» EXERCISE DATA
------------------------------------------------------------------------
// tests/parser_tests.rs

use mapping_expr::ast::{BinOp, Expr, LitKind, Literal, Selector, UnaryOp};
use mapping_expr::error::ParseError;
use mapping_expr::lexer::Lexer;
use mapping_expr::options::{DEFAULT_MAX_DEPTH, ParseOptions};
use mapping_expr::parser::Parser;

fn parse(input: &str) -> Expr {
    let lexer = Lexer::new(input);
    let mut parser = Parser::new(lexer).unwrap();
    parser.parse().unwrap()
}

fn parse_err(input: &str) -> ParseError {
    Parser::new(Lexer::new(input))
        .and_then(|mut p| p.parse())
        .unwrap_err()
}

fn parse_try(input: &str) -> Result<Expr, ParseError> {
    Parser::new(Lexer::new(input)).and_then(|mut p| p.parse())
}

fn ident(name: &str) -> Expr {
    Expr::identifier(name)
}

fn number(raw: &str) -> Expr {
    Expr::BasicLit(Literal::number(raw).unwrap())
}

// ============================================================================
// Simple tests
// ============================================================================

#[test]
fn test_comparison() {
    let expr = parse("$activity[x].price > 100");

    assert!(matches!(
        expr,
        Expr::BinaryExpr {
            operator: BinOp::GreaterThan,
            ..
        }
    ));
}

#[test]
fn test_parentheses() {
    let expr = parse("(a + 2) * 55");

    // Should be: Multiply(Paren(Add(a, 2)), 55)
    match expr {
        Expr::BinaryExpr {
            operator: BinOp::Multiply,
            x,
            y,
        } => {
            match *x {
                Expr::ParenExpr { x: inner } => {
                    assert_eq!(*inner, Expr::binary(BinOp::Add, ident("a"), number("2")));
                }
                other => panic!("Expected parenthesis in left, got {:?}", other),
            }
            assert_eq!(*y, number("55"));
        }
        other => panic!("Expected multiplication, got {:?}", other),
    }
}

#[test]
fn test_arithmetic_precedence() {
    // Should be: Add(1, Multiply(2, 3))
    assert_eq!(
        parse("1 + 2 * 3"),
        Expr::binary(
            BinOp::Add,
            number("1"),
            Expr::binary(BinOp::Multiply, number("2"), number("3"))
        )
    );
}
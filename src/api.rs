//! Public entry points.
//!
//! Both entry points return a [`ParseResult`] instead of a `Result`: callers
//! such as mapping editors and import pipelines check `success` and show
//! `error.message` / `error.offset` to the user. Nothing here panics on bad
//! input.

use crate::{
    ast::{Document, Expr},
    error::ParseError,
    lexer::Lexer,
    options::ParseOptions,
    parser::Parser,
};
use serde::Serialize;
use tracing::debug;

/// Uniform outcome of a parse call.
///
/// Serializes as `{ "success": bool, "ast"?: ..., "error"?: { kind, message, offset } }`.
#[derive(Debug, Clone, PartialEq, Serialize)]
pub struct ParseResult<T> {
    pub success: bool,
    #[serde(skip_serializing_if = "Option::is_none")]
    pub ast: Option<T>,
    #[serde(skip_serializing_if = "Option::is_none")]
    pub error: Option<ParseError>,
}

impl<T> ParseResult<T> {
    pub fn is_success(&self) -> bool {
        self.success
    }

    pub fn into_result(self) -> Result<T, ParseError> {
        match (self.ast, self.error) {
            (Some(ast), None) => Ok(ast),
            (_, Some(error)) => Err(error),
            (None, None) => Err(ParseError::syntax("input", "nothing", 0)),
        }
    }
}

impl<T> From<Result<T, ParseError>> for ParseResult<T> {
    fn from(result: Result<T, ParseError>) -> Self {
        match result {
            Ok(ast) => ParseResult {
                success: true,
                ast: Some(ast),
                error: None,
            },
            Err(error) => ParseResult {
                success: false,
                ast: None,
                error: Some(error),
            },
        }
    }
}

/// Parses a JSON document that may hold string templates, or a bare
/// expression when the input does not open with `{` or `[`.
///
/// # Examples
///
/// ```
/// let result = mapping_expr::parse(r#"{ "a": "=$activity[x].y" }"#);
/// assert!(result.success);
/// assert_eq!(result.ast.unwrap().type_name(), "json");
/// ```
pub fn parse(text: &str) -> ParseResult<Document> {
    parse_with(text, ParseOptions::default())
}

pub fn parse_with(text: &str, options: ParseOptions) -> ParseResult<Document> {
    debug!(len = text.len(), max_depth = options.max_depth, "parsing document");
    let result = Parser::with_options(Lexer::new(text), options).and_then(|mut p| p.parse_document());
    log_failure(&result);
    result.into()
}

/// Parses a bare expression, typically a single scope resolver such as
/// `$env[something]`.
///
/// # Examples
///
/// ```
/// let result = mapping_expr::parse_resolver("$env[something]");
/// assert_eq!(result.ast.unwrap().type_name(), "ScopeResolver");
/// ```
pub fn parse_resolver(text: &str) -> ParseResult<Expr> {
    parse_resolver_with(text, ParseOptions::default())
}

pub fn parse_resolver_with(text: &str, options: ParseOptions) -> ParseResult<Expr> {
    debug!(len = text.len(), max_depth = options.max_depth, "parsing resolver");
    let result = Parser::with_options(Lexer::new(text), options).and_then(|mut p| p.parse());
    log_failure(&result);
    result.into()
}

fn log_failure<T>(result: &Result<T, ParseError>) {
    if let Err(e) = result {
        debug!(kind = e.kind(), offset = e.offset(), "parse failed: {}", e);
    }
}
------------------------------------------------------------------------
» THE TASK
When you reach the line that contains "fn parse(input: &str)", stop; that line and every line before it, from the very first line of the data, should be restated word for word.

» WRITTEN SOLUTION
// tests/parser_tests.rs

use mapping_expr::ast::{BinOp, Expr, LitKind, Literal, Selector, UnaryOp};
use mapping_expr::error::ParseError;
use mapping_expr::lexer::Lexer;
use mapping_expr::options::{DEFAULT_MAX_DEPTH, ParseOptions};
use mapping_expr::parser::Parser;

fn parse(input: &str) -> Expr {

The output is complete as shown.